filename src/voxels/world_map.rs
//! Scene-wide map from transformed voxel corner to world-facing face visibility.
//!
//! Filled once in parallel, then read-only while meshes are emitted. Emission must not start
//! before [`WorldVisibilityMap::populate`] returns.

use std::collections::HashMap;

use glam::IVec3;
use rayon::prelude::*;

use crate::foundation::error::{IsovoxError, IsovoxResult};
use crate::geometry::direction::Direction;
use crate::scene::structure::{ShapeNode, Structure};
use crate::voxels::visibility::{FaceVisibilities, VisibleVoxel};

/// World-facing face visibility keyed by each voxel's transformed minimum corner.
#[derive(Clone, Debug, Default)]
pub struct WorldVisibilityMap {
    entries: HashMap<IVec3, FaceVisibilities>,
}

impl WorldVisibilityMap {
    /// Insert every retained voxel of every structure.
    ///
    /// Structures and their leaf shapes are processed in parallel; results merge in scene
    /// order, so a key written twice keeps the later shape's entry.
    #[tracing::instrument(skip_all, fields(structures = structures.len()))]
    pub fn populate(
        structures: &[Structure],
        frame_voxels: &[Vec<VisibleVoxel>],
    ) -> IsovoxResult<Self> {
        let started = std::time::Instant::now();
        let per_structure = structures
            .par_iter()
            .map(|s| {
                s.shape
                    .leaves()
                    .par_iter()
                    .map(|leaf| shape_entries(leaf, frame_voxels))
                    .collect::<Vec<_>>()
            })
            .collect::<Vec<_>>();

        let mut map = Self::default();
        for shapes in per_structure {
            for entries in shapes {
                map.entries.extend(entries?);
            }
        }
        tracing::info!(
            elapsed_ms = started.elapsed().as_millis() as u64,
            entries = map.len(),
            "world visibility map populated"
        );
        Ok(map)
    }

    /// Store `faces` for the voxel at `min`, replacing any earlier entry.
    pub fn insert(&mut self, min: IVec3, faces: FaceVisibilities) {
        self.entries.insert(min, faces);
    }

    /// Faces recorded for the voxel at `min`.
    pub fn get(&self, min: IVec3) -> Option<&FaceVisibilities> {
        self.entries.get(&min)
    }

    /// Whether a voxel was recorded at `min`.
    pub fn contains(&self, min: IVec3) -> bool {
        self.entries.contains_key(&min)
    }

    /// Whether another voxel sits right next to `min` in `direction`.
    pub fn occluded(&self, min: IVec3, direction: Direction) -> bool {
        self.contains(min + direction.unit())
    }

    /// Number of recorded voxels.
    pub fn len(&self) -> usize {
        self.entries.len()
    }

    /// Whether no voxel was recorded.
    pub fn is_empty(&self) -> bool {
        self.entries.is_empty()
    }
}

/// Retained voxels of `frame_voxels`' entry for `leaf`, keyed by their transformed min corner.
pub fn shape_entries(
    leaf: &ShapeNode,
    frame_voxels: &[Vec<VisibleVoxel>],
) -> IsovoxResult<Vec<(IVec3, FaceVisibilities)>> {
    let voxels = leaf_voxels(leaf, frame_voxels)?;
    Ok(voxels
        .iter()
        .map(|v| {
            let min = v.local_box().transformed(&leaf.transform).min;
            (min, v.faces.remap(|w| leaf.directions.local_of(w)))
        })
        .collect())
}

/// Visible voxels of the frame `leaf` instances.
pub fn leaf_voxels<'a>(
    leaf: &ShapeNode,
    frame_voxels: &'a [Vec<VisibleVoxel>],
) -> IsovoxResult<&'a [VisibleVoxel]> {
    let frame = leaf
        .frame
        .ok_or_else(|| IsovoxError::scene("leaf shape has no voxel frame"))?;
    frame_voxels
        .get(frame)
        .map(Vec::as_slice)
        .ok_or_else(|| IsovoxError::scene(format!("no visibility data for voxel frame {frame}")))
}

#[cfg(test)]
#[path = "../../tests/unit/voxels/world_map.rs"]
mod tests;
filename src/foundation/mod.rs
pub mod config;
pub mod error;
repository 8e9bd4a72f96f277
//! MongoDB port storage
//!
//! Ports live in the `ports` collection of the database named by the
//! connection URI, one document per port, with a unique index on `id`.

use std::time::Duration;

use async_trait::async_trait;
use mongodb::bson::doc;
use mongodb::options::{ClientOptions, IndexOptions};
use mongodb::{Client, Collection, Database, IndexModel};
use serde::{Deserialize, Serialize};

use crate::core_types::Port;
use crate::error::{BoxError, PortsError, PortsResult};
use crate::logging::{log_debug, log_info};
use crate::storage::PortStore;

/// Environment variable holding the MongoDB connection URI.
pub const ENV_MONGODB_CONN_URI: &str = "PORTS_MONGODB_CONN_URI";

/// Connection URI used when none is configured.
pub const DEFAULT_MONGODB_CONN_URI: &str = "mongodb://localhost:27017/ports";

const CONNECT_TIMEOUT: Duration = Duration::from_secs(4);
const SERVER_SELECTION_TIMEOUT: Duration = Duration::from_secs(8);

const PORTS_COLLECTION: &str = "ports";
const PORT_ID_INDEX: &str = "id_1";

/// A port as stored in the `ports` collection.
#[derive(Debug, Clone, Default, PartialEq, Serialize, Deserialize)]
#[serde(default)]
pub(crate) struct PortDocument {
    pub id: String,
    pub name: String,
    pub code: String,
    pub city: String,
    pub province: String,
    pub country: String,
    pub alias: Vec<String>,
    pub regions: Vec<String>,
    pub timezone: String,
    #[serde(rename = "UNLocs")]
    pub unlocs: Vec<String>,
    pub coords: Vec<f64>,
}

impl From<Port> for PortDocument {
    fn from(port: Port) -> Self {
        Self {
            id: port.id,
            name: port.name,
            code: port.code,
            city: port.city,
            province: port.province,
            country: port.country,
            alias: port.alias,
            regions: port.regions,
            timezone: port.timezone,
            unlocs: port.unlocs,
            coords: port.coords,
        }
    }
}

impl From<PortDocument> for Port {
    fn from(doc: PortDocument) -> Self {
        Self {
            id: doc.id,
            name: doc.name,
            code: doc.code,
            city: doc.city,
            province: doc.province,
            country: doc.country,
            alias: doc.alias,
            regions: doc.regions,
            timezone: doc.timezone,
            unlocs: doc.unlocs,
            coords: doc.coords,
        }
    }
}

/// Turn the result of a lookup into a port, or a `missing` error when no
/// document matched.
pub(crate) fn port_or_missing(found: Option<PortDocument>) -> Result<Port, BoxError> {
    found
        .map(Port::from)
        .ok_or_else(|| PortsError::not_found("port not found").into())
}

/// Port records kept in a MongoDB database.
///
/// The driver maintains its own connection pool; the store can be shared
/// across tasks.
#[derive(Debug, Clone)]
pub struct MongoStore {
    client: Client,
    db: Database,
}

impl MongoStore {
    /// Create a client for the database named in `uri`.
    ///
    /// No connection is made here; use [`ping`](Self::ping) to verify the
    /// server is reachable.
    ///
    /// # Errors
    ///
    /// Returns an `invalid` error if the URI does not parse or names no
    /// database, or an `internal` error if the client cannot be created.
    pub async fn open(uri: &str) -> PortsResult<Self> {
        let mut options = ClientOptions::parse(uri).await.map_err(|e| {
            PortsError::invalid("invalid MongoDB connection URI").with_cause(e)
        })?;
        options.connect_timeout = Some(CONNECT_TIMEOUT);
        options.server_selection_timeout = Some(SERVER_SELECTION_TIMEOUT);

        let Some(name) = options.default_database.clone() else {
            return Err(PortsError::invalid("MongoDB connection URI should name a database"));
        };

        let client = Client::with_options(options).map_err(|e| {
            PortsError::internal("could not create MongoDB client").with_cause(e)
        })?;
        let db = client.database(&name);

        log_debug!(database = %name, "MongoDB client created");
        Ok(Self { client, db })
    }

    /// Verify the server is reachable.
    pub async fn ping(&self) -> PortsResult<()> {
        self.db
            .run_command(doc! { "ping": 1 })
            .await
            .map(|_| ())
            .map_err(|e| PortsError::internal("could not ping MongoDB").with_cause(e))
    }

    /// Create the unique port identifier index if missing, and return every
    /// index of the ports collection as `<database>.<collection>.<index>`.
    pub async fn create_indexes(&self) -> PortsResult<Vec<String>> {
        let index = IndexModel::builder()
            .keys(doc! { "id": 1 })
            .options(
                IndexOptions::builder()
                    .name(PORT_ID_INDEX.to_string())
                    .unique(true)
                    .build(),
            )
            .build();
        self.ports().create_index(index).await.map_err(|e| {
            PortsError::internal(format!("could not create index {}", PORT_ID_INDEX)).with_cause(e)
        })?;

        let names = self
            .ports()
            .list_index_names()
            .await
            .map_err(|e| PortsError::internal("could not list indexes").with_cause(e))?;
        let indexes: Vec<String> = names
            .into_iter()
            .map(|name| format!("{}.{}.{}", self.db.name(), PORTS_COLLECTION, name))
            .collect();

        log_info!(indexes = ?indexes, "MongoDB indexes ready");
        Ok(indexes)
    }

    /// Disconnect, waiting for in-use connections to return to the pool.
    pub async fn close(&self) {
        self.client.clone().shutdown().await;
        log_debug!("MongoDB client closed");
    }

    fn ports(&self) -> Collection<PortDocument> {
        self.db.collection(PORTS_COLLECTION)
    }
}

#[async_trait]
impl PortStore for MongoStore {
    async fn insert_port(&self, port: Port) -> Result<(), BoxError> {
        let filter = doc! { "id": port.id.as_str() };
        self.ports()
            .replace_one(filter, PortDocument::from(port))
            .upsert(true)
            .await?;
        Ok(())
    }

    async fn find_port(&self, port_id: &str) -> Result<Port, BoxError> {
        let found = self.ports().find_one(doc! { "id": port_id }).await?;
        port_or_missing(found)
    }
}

▶ _Work instructions_:
Your answer should consist of every line from the entries that holds "crate".

▶ _Expected answer_:
use crate::foundation::error::{IsovoxError, IsovoxResult};
use crate::geometry::direction::Direction;
use crate::scene::structure::{ShapeNode, Structure};
use crate::voxels::visibility::{FaceVisibilities, VisibleVoxel};
use crate::core_types::Port;
use crate::error::{BoxError, PortsError, PortsResult};
use crate::logging::{log_debug, log_info};
use crate::storage::PortStore;
pub(crate) struct PortDocument {
pub(crate) fn port_or_missing(found: Option<PortDocument>) -> Result<Port, BoxError> {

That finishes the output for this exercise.